Dawned on me that the Django auth user model that ships with Django is like the string built-in of a high level programming language. With the string built-in it's oh so tempting to add custom functionality to it like a fancy captialization method or some other function that automatically strips whitespace or what not. Yes, I'm looking at you Prototype for example.
By NOT doing that, and leaving it as it is, you automatically manage to Keep It Simple Stupid and your application code makes sense to the next developer who joins your project.
I'm not a smart programmer but I'm a smart developer in that I'm good at keeping things pure and simple. It means I can't show off any fancy generators, monads or metaclasses but it does mean that fellow coders who follow my steps can more quickly hit the ground running.
My colleagues and I now have more than ten Django projects that rely on, without overriding, the django.contrib.auth.models.User
class and there has been many times where I've been tempted to use it as a base class or something instead but in retrospect I'm wholeheartedly happy I didn't. The benefit isn't technical; it's a matter of teamwork and holistic productivity.
Comments
Post your own commentHave you ever extended the User object in another way, then? Without using subclasses? How did you do it? Did you make another model with a ForeignKey to User?

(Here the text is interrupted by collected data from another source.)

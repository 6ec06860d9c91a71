//! Suspension used for pacing and planning timeouts.

use std::time::Duration;

/// Suspends the current task for `duration`. Zero returns immediately.
pub async fn sleep(duration: Duration) {
    if duration.is_zero() {
        return;
    }
    backend_sleep(duration).await;
}

#[cfg(target_arch = "wasm32")]
async fn backend_sleep(duration: Duration) {
    let millis = u32::try_from(duration.as_millis()).unwrap_or(u32::MAX);
    gloo_timers::future::TimeoutFuture::new(millis).await;
}

#[cfg(not(target_arch = "wasm32"))]
async fn backend_sleep(duration: Duration) {
    tokio::time::sleep(duration).await;
}
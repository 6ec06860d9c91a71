//! Snapshot of the page's visible interactive controls.
//!
//! Every call to [`extract`] starts a fresh [`ExtractionPass`]: session ids
//! are reassigned from zero and the id → node side-table of the previous
//! pass is dropped with it. Nothing is written into the page.

use log::{debug, warn};
use serde::Serialize;

use crate::dom_utils::{closest_ancestor, is_visible, Document};
use crate::locator::{escape_attribute_value, locate, Locator};

pub const INTERACTIVE_SELECTOR: &str =
    "input, textarea, select, button, a[href], [role=\"button\"]";

const SIBLING_LABEL_TAGS: [&str; 3] = ["label", "span", "div"];
const SIBLING_LABEL_MAX_CHARS: usize = 50;

#[derive(Debug, Clone, PartialEq, Serialize)]
pub struct InteractiveElement {
    pub id: u32,
    pub tag: String,
    #[serde(rename = "type")]
    pub kind: String,
    pub name: String,
    pub label: String,
    pub placeholder: String,
    /// Current value, truncated.
    pub value: String,
    /// Class names joined with `.`.
    pub classes: String,
    pub required: bool,
    pub locator: Locator,
}

/// One extraction pass: the elements handed to the planner plus the
/// handles the executor resolves their ids against.
#[derive(Debug, Clone)]
pub struct ExtractionPass<N> {
    elements: Vec<InteractiveElement>,
    handles: Vec<N>,
}

impl<N> Default for ExtractionPass<N> {
    fn default() -> Self {
        ExtractionPass { elements: Vec::new(), handles: Vec::new() }
    }
}

impl<N> ExtractionPass<N> {
    pub fn elements(&self) -> &[InteractiveElement] {
        &self.elements
    }

    pub fn len(&self) -> usize {
        self.elements.len()
    }

    pub fn is_empty(&self) -> bool {
        self.elements.is_empty()
    }

    pub fn element(&self, id: u32) -> Option<&InteractiveElement> {
        self.elements.get(id as usize)
    }

    pub fn handle(&self, id: u32) -> Option<&N> {
        self.handles.get(id as usize)
    }

    /// The element whose locator is exactly `selector`, with its handle.
    pub fn find_by_locator(&self, selector: &str) -> Option<(&InteractiveElement, &N)> {
        let selector = selector.trim();
        self.elements
            .iter()
            .zip(self.handles.iter())
            .find(|(element, _)| element.locator.selector == selector)
    }
}

/// Scans `document` for visible interactive controls, in document order.
pub fn extract<D: Document + ?Sized>(document: &D, snippet_len: usize) -> ExtractionPass<D::Node> {
    let candidates = match document.query_selector_all(INTERACTIVE_SELECTOR) {
        Ok(candidates) => candidates,
        Err(err) => {
            warn!("Element scan failed: {}", err);
            return ExtractionPass::default();
        }
    };

    let mut pass = ExtractionPass::default();
    for node in candidates {
        if !is_visible(document, &node) {
            continue;
        }
        let id = pass.elements.len() as u32;
        pass.elements.push(describe(document, &node, id, snippet_len));
        pass.handles.push(node);
    }
    debug!("Extracted {} interactive elements", pass.len());
    pass
}

fn describe<D: Document + ?Sized>(
    document: &D,
    node: &D::Node,
    id: u32,
    snippet_len: usize,
) -> InteractiveElement {
    let value = document
        .value(node)
        .filter(|value| !value.is_empty())
        .unwrap_or_else(|| document.inner_text(node).trim().to_string());
    let kind = document
        .control_type(node)
        .or_else(|| document.attribute(node, "role"))
        .filter(|kind| !kind.is_empty())
        .unwrap_or_else(|| "unknown".to_string());
    InteractiveElement {
        id,
        tag: document.tag_name(node),
        kind,
        name: document.attribute(node, "name").unwrap_or_default(),
        label: find_label(document, node),
        placeholder: document.attribute(node, "placeholder").unwrap_or_default(),
        value: value.chars().take(snippet_len).collect(),
        classes: document.class_list(node).join("."),
        required: document.attribute(node, "required").is_some(),
        locator: locate(document, node),
    }
}

/// Human-readable label, first non-empty strategy wins:
/// `label[for]`, enclosing label, `aria-label`, a short preceding
/// label/span/div sibling, then the control's own text for buttons and links.
pub fn find_label<D: Document + ?Sized>(document: &D, node: &D::Node) -> String {
    if let Some(id) = document.attribute(node, "id").filter(|id| !id.is_empty()) {
        let selector = format!("label[for=\"{}\"]", escape_attribute_value(&id));
        if let Ok(Some(label)) = document.query_selector(&selector) {
            let text = document.inner_text(&label).trim().to_string();
            if !text.is_empty() {
                return text;
            }
        }
    }

    if let Some(label) = closest_ancestor(document, node, "label") {
        let text = document.text_excluding(&label, node).trim().to_string();
        if !text.is_empty() {
            return text;
        }
    }

    if let Some(aria) = document.attribute(node, "aria-label") {
        let aria = aria.trim();
        if !aria.is_empty() {
            return aria.to_string();
        }
    }

    let mut sibling = document.previous_element_sibling(node);
    while let Some(candidate) = sibling {
        if SIBLING_LABEL_TAGS.contains(&document.tag_name(&candidate).as_str()) {
            let text = document.inner_text(&candidate);
            if text.chars().count() < SIBLING_LABEL_MAX_CHARS && !text.trim().is_empty() {
                return text.trim().to_string();
            }
            break;
        }
        sibling = document.previous_element_sibling(&candidate);
    }

    let tag = document.tag_name(node);
    let button_like = tag == "button"
        || tag == "a"
        || document.attribute(node, "role").as_deref() == Some("button");
    if button_like {
        let text = document.inner_text(node).trim().to_string();
        if !text.is_empty() {
            return text;
        }
        if let Some(title) = document.attribute(node, "title") {
            return title.trim().to_string();
        }
    }

    String::new()
}

#[cfg(test)]
mod tests {
    use super::*;
    use crate::memory_dom::{ElementSpec, MemoryDocument};

    fn label_of(doc: &MemoryDocument, id: &str) -> String {
        find_label(doc, &doc.element_by_id(id).unwrap())
    }

    #[test]
    fn test_descriptor_falls_back_to_role_and_text() {
        let doc = MemoryDocument::new("Menu", "https://example.test/");
        doc.append(doc.body(), ElementSpec::new("div").attr("role", "button").text(" Open menu "));
        doc.append(doc.body(), ElementSpec::new("p").child(ElementSpec::new("a").attr("href", "/help").text("Help")));
        doc.append(doc.body(), ElementSpec::new("p").child(ElementSpec::new("button").text("Send")));
        doc.append(doc.body(), ElementSpec::new("input").attr("id", "empty"));

        let pass = extract(&doc, 50);
        let described: Vec<(&str, &str)> = pass
            .elements()
            .iter()
            .map(|element| (element.kind.as_str(), element.value.as_str()))
            .collect();
        assert_eq!(
            described,
            vec![("button", "Open menu"), ("unknown", "Help"), ("submit", "Send"), ("text", "")]
        );
    }

    #[test]
    fn test_only_visible_controls_are_extracted() {
        let doc = MemoryDocument::new("Form", "https://example.test/");
        doc.append(doc.body(), ElementSpec::new("input").attr("id", "shown"));
        doc.append(doc.body(), ElementSpec::new("input").attr("type", "hidden").attr("name", "csrf"));
        doc.append(doc.body(), ElementSpec::new("button").attr("style", "opacity: 0").text("Ghost"));
        doc.append(
            doc.body(),
            ElementSpec::new("div")
                .attr("style", "display:none")
                .child(ElementSpec::new("textarea").attr("id", "nested")),
        );
        doc.append(doc.body(), ElementSpec::new("a").text("no href"));
        doc.append(doc.body(), ElementSpec::new("div").attr("role", "button").text("Go"));

        let pass = extract(&doc, 50);
        let tags: Vec<&str> = pass.elements().iter().map(|element| element.tag.as_str()).collect();
        assert_eq!(tags, vec!["input", "div"]);

        for node in doc.query_selector_all(INTERACTIVE_SELECTOR).unwrap() {
            let kept = pass.find_by_locator(&locate(&doc, &node).selector).is_some();
            assert_eq!(kept, is_visible(&doc, &node));
        }
    }

    #[test]
    fn test_ids_are_sequential_and_handles_match() {
        let doc = MemoryDocument::new("Form", "https://example.test/");
        let first = doc.append(doc.body(), ElementSpec::new("input").attr("name", "a"));
        doc.append(doc.body(), ElementSpec::new("input").attr("hidden", ""));
        let second = doc.append(doc.body(), ElementSpec::new("select").attr("name", "b"));

        let pass = extract(&doc, 50);
        assert_eq!(pass.len(), 2);
        assert_eq!(pass.element(0).unwrap().id, 0);
        assert_eq!(pass.element(1).unwrap().id, 1);
        assert_eq!(pass.handle(0), Some(&first));
        assert_eq!(pass.handle(1), Some(&second));
        assert!(pass.handle(2).is_none());
    }

    #[test]
    fn test_descriptor_fields() {
        let doc = MemoryDocument::new("Form", "https://example.test/");
        doc.append(
            doc.body(),
            ElementSpec::new("input")
                .attr("id", "email")
                .attr("type", "email")
                .attr("name", "email")
                .attr("placeholder", "you@example.com")
                .attr("class", "field wide")
                .attr("required", "")
                .attr("value", "0123456789abcdef"),
        );
        let pass = extract(&doc, 10);
        let element = pass.element(0).unwrap();
        assert_eq!(element.kind, "email");
        assert_eq!(element.name, "email");
        assert_eq!(element.placeholder, "you@example.com");
        assert_eq!(element.value, "0123456789");
        assert_eq!(element.classes, "field.wide");
        assert!(element.required);
        assert_eq!(element.locator.selector, "#email");
    }

    #[test]
    fn test_label_strategies_in_order() {
        let doc = MemoryDocument::new("Form", "https://example.test/");
        doc.append(doc.body(), ElementSpec::new("label").attr("for", "first").text("First name"));
        doc.append(doc.body(), ElementSpec::new("input").attr("id", "first").attr("aria-label", "ignored"));
        doc.append(
            doc.body(),
            ElementSpec::new("label")
                .text(" Phone ")
                .child(ElementSpec::new("input").attr("id", "phone")),
        );
        doc.append(doc.body(), ElementSpec::new("input").attr("id", "city").attr("aria-label", "City"));
        doc.append(
            doc.body(),
            ElementSpec::new("div")
                .child(ElementSpec::new("span").text("Zip code"))
                .child(ElementSpec::new("br"))
                .child(ElementSpec::new("input").attr("id", "zip")),
        );
        doc.append(
            doc.body(),
            ElementSpec::new("p").child(ElementSpec::new("button").attr("id", "send").text(" Send ")),
        );
        doc.append(
            doc.body(),
            ElementSpec::new("p").child(ElementSpec::new("a").attr("id", "icon").attr("href", "/").attr("title", "Home")),
        );

        assert_eq!(label_of(&doc, "first"), "First name");
        assert_eq!(label_of(&doc, "phone"), "Phone");
        assert_eq!(label_of(&doc, "city"), "City");
        assert_eq!(label_of(&doc, "zip"), "Zip code");
        assert_eq!(label_of(&doc, "send"), "Send");
        assert_eq!(label_of(&doc, "icon"), "Home");
    }

    #[test]
    fn test_long_sibling_text_is_not_a_label() {
        let doc = MemoryDocument::new("Form", "https://example.test/");
        doc.append(
            doc.body(),
            ElementSpec::new("div")
                .child(ElementSpec::new("div").text(&"x".repeat(80)))
                .child(ElementSpec::new("input").attr("id", "notes")),
        );
        assert_eq!(label_of(&doc, "notes"), "");
    }

    #[test]
    fn test_empty_page_yields_empty_pass() {
        let doc = MemoryDocument::new("Blank", "about:blank");
        doc.append(doc.body(), ElementSpec::new("p").text("Nothing to do here"));
        assert!(extract(&doc, 50).is_empty());
    }
}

Or did you use User profiles?
Cheers,
Vincent
Yes, User profiles all the way!
+1 to user profiles!
Instead of sub-classing, you can look at using mix-ins.
How is that any different? My point was that by leaving it as it is it becomes predictable when you go from project to project.
Perfect! Googled for this problem and I get your blog of all things. I was trying to access a user's profile photo in a comments template - the photo is stored in a custom model which references contrib.auth.models.User, and I had the option of doing something crazy with users, or adding 1 line of code. User Profiles is perfect.